Until they release the stage III for the S3, then S3 will be faster again, lol. BTW, equipped with the same exact options & Parts, they both weigh about the same. The only reason stock S3 is heavier than the stock A3 is due to larger brakes, bigger turbo, plumbing, more standard equipment than A3, etc. Stage III turbo, upgrade intercooler, BBK, etc & the A3 will be just as heavy as the S3, lol.

Not trying to downplay the A3 at all, I think it's actually a better value proposition than the S3 in terms of performance per dollar initially spent. But ultimately, you will spend about the same amount of money on either car, and will end up with same performance level, IMHO.


----------



## brekdown29 (Jun 26, 2007)

CbutterK said:


> Umm... It's not occasional hard shift. It's all the time at half to three quarter throttle while the turbo is on boost. I don't know if it's my driving habits, but i always seem to be in that sweet spot where it wants to shift harsh, unless I put it in dynamic mode(sport), where it shifts at much higher rpms. But at full throttle, it actually shifts smooth! GIAC says it's the torque limiter on the stock DSG software. Because the GIAC tune is making so much more torque at part throttle, it's confusing the DSG TCU.
> 
> Are you in Phoenix AZ? I'm in Surprise. Which shop are you going to use for the GIAC tune? Parts Score in Scottsdale did my S3.

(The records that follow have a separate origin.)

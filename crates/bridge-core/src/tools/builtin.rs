//! Built-in tools always present on a session, plus the generated
//! `transfer_call` and the auxiliary-session-only `accept_transfer` /
//! `reject_transfer` pair (spec §4.H).

use async_trait::async_trait;
use serde_json::{json, Value};

use super::{SideEffect, Tool, ToolCategory, ToolContext, ToolDefinition, ToolResult};
use crate::transfer::TransferDestination;

fn obj_schema(properties: Value, required: &[&str]) -> Value {
    json!({"type": "object", "properties": properties, "required": required})
}

pub struct RequestHandoffTool;

#[async_trait]
impl Tool for RequestHandoffTool {
    fn definition(&self) -> ToolDefinition {
        ToolDefinition {
            name: "request_handoff".into(),
            description: "Transfer the call to a human attendant for the given destination.".into(),
            schema: obj_schema(
                json!({
                    "destination": {"type": "string"},
                    "caller_name": {"type": "string"},
                }),
                &["destination", "caller_name"],
            ),
            category: ToolCategory::Transfer,
            requires_response: false,
            filler_phrases: vec!["One moment, let me transfer you.".into()],
        }
    }

    async fn execute(&self, _ctx: &ToolContext, args: &Value) -> ToolResult {
        let destination = args.get("destination").and_then(Value::as_str).unwrap_or_default().to_string();
        let caller_name = args.get("caller_name").and_then(Value::as_str).map(String::from);
        ToolResult {
            success: true,
            should_respond: false,
            side_effects: vec![SideEffect::RequestHandoff { destination, caller_name }],
            ..Default::default()
        }
    }
}

pub struct EndCallTool {
    pub delay_secs: u64,
}

#[async_trait]
impl Tool for EndCallTool {
    fn definition(&self) -> ToolDefinition {
        ToolDefinition {
            name: "end_call".into(),
            description: "End the call after a short farewell.".into(),
            schema: obj_schema(json!({"reason": {"type": "string"}}), &[]),
            category: ToolCategory::CallControl,
            requires_response: true,
            filler_phrases: vec![],
        }
    }

    async fn execute(&self, _ctx: &ToolContext, args: &Value) -> ToolResult {
        let reason = args.get("reason").and_then(Value::as_str).unwrap_or("function_end").to_string();
        ToolResult {
            success: true,
            should_respond: true,
            side_effects: vec![SideEffect::EndCall { reason, delay_secs: self.delay_secs }],
            ..Default::default()
        }
    }
}

pub struct TakeMessageTool {
    /// How long to keep the line open after confirming the message.
    pub hangup_delay_secs: u64,
}

#[async_trait]
impl Tool for TakeMessageTool {
    fn definition(&self) -> ToolDefinition {
        ToolDefinition {
            name: "take_message".into(),
            description: "Record a message from the caller for later follow-up.".into(),
            schema: obj_schema(
                json!({
                    "caller_name": {"type": "string"},
                    "message": {"type": "string"},
                    "urgency": {"type": "string"},
                }),
                &["caller_name", "message"],
            ),
            category: ToolCategory::Messaging,
            requires_response: true,
            filler_phrases: vec![],
        }
    }

    async fn execute(&self, _ctx: &ToolContext, args: &Value) -> ToolResult {
        let caller_name = args.get("caller_name").and_then(Value::as_str).unwrap_or_default().to_string();
        let message = args.get("message").and_then(Value::as_str).unwrap_or_default().to_string();
        let urgency = args.get("urgency").and_then(Value::as_str).unwrap_or("normal").to_string();
        ToolResult {
            success: true,
            should_respond: true,
            data: Some(json!({"recorded": true})),
            error: None,
            // Exact confirmation wording, not left to the model.
            instruction: Some("Diga exatamente: \"Recado anotado! Obrigado, tenha um bom dia.\"".into()),
            side_effects: vec![
                SideEffect::MessageTaken {
                    caller_name: caller_name.clone(),
                    message: message.clone(),
                    urgency,
                },
                SideEffect::EndCall { reason: "message_taken".into(), delay_secs: self.hangup_delay_secs },
            ],
        }
    }
}

pub struct HoldCallTool;

#[async_trait]
impl Tool for HoldCallTool {
    fn definition(&self) -> ToolDefinition {
        ToolDefinition {
            name: "hold_call".into(),
            description: "Place the caller on hold.".into(),
            schema: obj_schema(json!({}), &[]),
            category: ToolCategory::CallControl,
            requires_response: false,
            filler_phrases: vec![],
        }
    }

    async fn execute(&self, _ctx: &ToolContext, _args: &Value) -> ToolResult {
        ToolResult { success: true, should_respond: false, side_effects: vec![SideEffect::HoldCall], ..Default::default() }
    }
}

pub struct UnholdCallTool;

#[async_trait]
impl Tool for UnholdCallTool {
    fn definition(&self) -> ToolDefinition {
        ToolDefinition {
            name: "unhold_call".into(),
            description: "Resume the caller from hold.".into(),
            schema: obj_schema(json!({}), &[]),
            category: ToolCategory::CallControl,
            requires_response: true,
            filler_phrases: vec![],
        }
    }

    async fn execute(&self, _ctx: &ToolContext, _args: &Value) -> ToolResult {
        ToolResult { success: true, should_respond: true, side_effects: vec![SideEffect::UnholdCall], ..Default::default() }
    }
}

pub struct CheckExtensionAvailableTool {
    pub destinations: Vec<TransferDestination>,
}

#[async_trait]
impl Tool for CheckExtensionAvailableTool {
    fn definition(&self) -> ToolDefinition {
        ToolDefinition {
            name: "check_extension_available".into(),
            description: "Check whether a named extension or department exists and is reachable.".into(),
            schema: obj_schema(json!({"name": {"type": "string"}}), &["name"]),
            category: ToolCategory::Information,
            requires_response: true,
            filler_phrases: vec![],
        }
    }

    async fn execute(&self, _ctx: &ToolContext, args: &Value) -> ToolResult {
        let name = args.get("name").and_then(Value::as_str).unwrap_or_default();
        let found = self
            .destinations
            .iter()
            .find(|d| d.number.eq_ignore_ascii_case(name) || d.aliases.iter().any(|a| a.eq_ignore_ascii_case(name)));
        match found {
            Some(dest) => ToolResult::ok(json!({"available": true, "destination": dest.number})),
            None => ToolResult::ok(json!({"available": false})),
        }
    }
}

/// Generates the `transfer_call` tool description embedding the configured
/// destinations, exposed only when transfer rules exist (spec §4.H).
pub struct TransferCallTool {
    pub destinations: Vec<TransferDestination>,
}

#[async_trait]
impl Tool for TransferCallTool {
    fn definition(&self) -> ToolDefinition {
        let names: Vec<Value> = self.destinations.iter().map(|d| json!(d.number)).collect();
        ToolDefinition {
            name: "transfer_call".into(),
            description: "Transfer the call to one of the configured destinations.".into(),
            schema: obj_schema(
                json!({
                    "destination": {"type": "string", "enum": names},
                    "caller_name": {"type": "string"},
                }),
                &["destination", "caller_name"],
            ),
            category: ToolCategory::Transfer,
            requires_response: false,
            filler_phrases: vec![],
        }
    }

    async fn execute(&self, _ctx: &ToolContext, args: &Value) -> ToolResult {
        let destination = args.get("destination").and_then(Value::as_str).unwrap_or_default().to_string();
        let caller_name = args.get("caller_name").and_then(Value::as_str).map(String::from);
        ToolResult {
            success: true,
            should_respond: false,
            side_effects: vec![SideEffect::RequestHandoff { destination, caller_name }],
            ..Default::default()
        }
    }
}

pub struct LookupCustomerTool;

#[async_trait]
impl Tool for LookupCustomerTool {
    fn definition(&self) -> ToolDefinition {
        ToolDefinition {
            name: "lookup_customer".into(),
            description: "Look up a customer record by phone number or name.".into(),
            schema: obj_schema(json!({"query": {"type": "string"}}), &["query"]),
            category: ToolCategory::Information,
            requires_response: true,
            filler_phrases: vec![],
        }
    }

    async fn execute(&self, ctx: &ToolContext, _args: &Value) -> ToolResult {
        // Out of scope per spec.md §1 (document/conversation CRUD lives in
        // the admin REST surface); the core only needs a stable shape to
        // hand back to the provider.
        ToolResult::ok(json!({"found": false, "caller_id": ctx.caller_id}))
    }
}

pub struct CheckAppointmentTool;

#[async_trait]
impl Tool for CheckAppointmentTool {
    fn definition(&self) -> ToolDefinition {
        ToolDefinition {
            name: "check_appointment".into(),
            description: "Check for an existing appointment for the caller.".into(),
            schema: obj_schema(json!({"date": {"type": "string"}}), &[]),
            category: ToolCategory::Information,
            requires_response: true,
            filler_phrases: vec![],
        }
    }

    async fn execute(&self, _ctx: &ToolContext, _args: &Value) -> ToolResult {
        ToolResult::ok(json!({"found": false}))
    }
}

pub struct GetBusinessInfoTool {
    pub business_info: String,
}

#[async_trait]
impl Tool for GetBusinessInfoTool {
    fn definition(&self) -> ToolDefinition {
        ToolDefinition {
            name: "get_business_info".into(),
            description: "Answer questions about business hours, address or services.".into(),
            schema: obj_schema(json!({"topic": {"type": "string"}}), &[]),
            category: ToolCategory::Information,
            requires_response: true,
            filler_phrases: vec![],
        }
    }

    async fn execute(&self, _ctx: &ToolContext, _args: &Value) -> ToolResult {
        ToolResult::ok(json!({"info": self.business_info}))
    }
}

/// Registered only on the auxiliary announcement session (spec §4.J step 3).
pub struct AcceptTransferTool;

#[async_trait]
impl Tool for AcceptTransferTool {
    fn definition(&self) -> ToolDefinition {
        ToolDefinition {
            name: "accept_transfer".into(),
            description: "Accept the transfer and bridge the caller through.".into(),
            schema: obj_schema(json!({}), &[]),
            category: ToolCategory::TransferDecision,
            requires_response: false,
            filler_phrases: vec![],
        }
    }

    async fn execute(&self, _ctx: &ToolContext, _args: &Value) -> ToolResult {
        ToolResult {
            success: true,
            should_respond: false,
            side_effects: vec![SideEffect::AcceptTransfer],
            ..Default::default()
        }
    }
}

pub struct RejectTransferTool;

#[async_trait]
impl Tool for RejectTransferTool {
    fn definition(&self) -> ToolDefinition {
        ToolDefinition {
            name: "reject_transfer".into(),
            description: "Decline the transfer, optionally giving a reason.".into(),
            schema: obj_schema(json!({"reason": {"type": "string"}}), &[]),
            category: ToolCategory::TransferDecision,
            requires_response: false,
            filler_phrases: vec![],
        }
    }

    async fn execute(&self, _ctx: &ToolContext, args: &Value) -> ToolResult {
        let reason = args.get("reason").and_then(Value::as_str).unwrap_or("declined").to_string();
        ToolResult {
            success: true,
            should_respond: false,
            side_effects: vec![SideEffect::RejectTransfer { reason }],
            ..Default::default()
        }
    }
}

#[cfg(test)]
mod tests {
    use super::*;

    fn ctx() -> ToolContext {
        ToolContext { call_id: "c1".into(), tenant_id: "t1".into(), caller_id: "+1".into(), language: "en".into() }
    }

    #[tokio::test]
    async fn end_call_schedules_delayed_stop() {
        let tool = EndCallTool { delay_secs: 10 };
        let result = tool.execute(&ctx(), &json!({"reason": "caller_hangup"})).await;
        match &result.side_effects[0] {
            SideEffect::EndCall { reason, delay_secs } => {
                assert_eq!(reason, "caller_hangup");
                assert_eq!(*delay_secs, 10);
            }
            _ => panic!("expected EndCall side effect"),
        }
    }

    #[tokio::test]
    async fn take_message_confirms_exactly_then_schedules_hangup() {
        let tool = TakeMessageTool { hangup_delay_secs: 10 };
        let result = tool
            .execute(&ctx(), &json!({"caller_name": "Ana", "message": "call back at 3pm", "urgency": "normal"}))
            .await;
        assert!(matches!(result.side_effects[0], SideEffect::MessageTaken { .. }));
        assert!(matches!(
            result.side_effects[1],
            SideEffect::EndCall { delay_secs: 10, .. }
        ));
        assert!(result.instruction.as_deref().unwrap_or_default().contains("Recado anotado"));
    }

    #[tokio::test]
    async fn check_extension_available_finds_alias() {
        let dest = TransferDestination {
            kind: crate::transfer::DestinationKind::Extension,
            number: "1001".into(),
            context: "internal".into(),
            aliases: vec!["sales".into()],
            working_hours_only: false,
            fallback_action: crate::transfer::FallbackAction::TakeMessage,
            priority: 0,
            is_default: false,
        };
        let tool = CheckExtensionAvailableTool { destinations: vec![dest] };
        let result = tool.execute(&ctx(), &json!({"name": "sales"})).await;
        assert_eq!(result.data.unwrap()["available"], true);
    }
}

Yep Phoenix. I will be going through PS as well. I wonder if GIAC is maybe doing some fine tuning/testing of the map. Perhaps when they release stage 1 for the R it will be a version 1.2 or something that will also be available for the S3 to help alleviate some of the shifting issues. I am currently using the Neuspeed plug and play kit and the car is just as smooth as stock. 

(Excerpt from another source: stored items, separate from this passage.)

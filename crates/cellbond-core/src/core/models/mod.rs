//! Immutable data models: structure codes, lattices, reconstructed cells and
//! convergence logs.

pub mod cell;
pub mod code;
pub mod convergence;
pub mod lattice;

Sent from my iPhone using Tapatalk


----------



## DBVeeDB (Aug 3, 2007)

ThorMjolnir said:


> (whenever the hell the awd version is available)


Just wanted to quote this - because I check every day on the website and want to scream, haha. WHERE IS IT


----------



## Spoooolin (Mar 31, 2015)

DBVeeDB said:


> Just wanted to quote this - because I check every day on the website and want to scream, haha. WHERE IS IT


Check out the Billy Boat downpipe. its the downpipe and about 4' of pipe and bolts right up to factory mufflers with a cat. Its a VERY VERY well made part.


----------



## Spoooolin (Mar 31, 2015)

CbutterK said:


> Until they release the stage III for the S3, then S3 will be faster again, lol. BTW, equipped with the same exact options & Parts, they both weigh about the same. The only reason stock S3 is heavier than the stock A3 is due to larger brakes, bigger turbo, plumbing, more standard equipment than A3, etc. Stage III turbo, upgrade intercooler, BBK, etc & the A3 will be just as heavy as the S3, lol.
> 
> Not trying to downplay the A3 at all, I think it's actually a better value proposition than the S3 in terms of performance per dollar initially spent. But ultimately, you will spend about the same amount of money on either car, and will end up with same performance level, IMHO.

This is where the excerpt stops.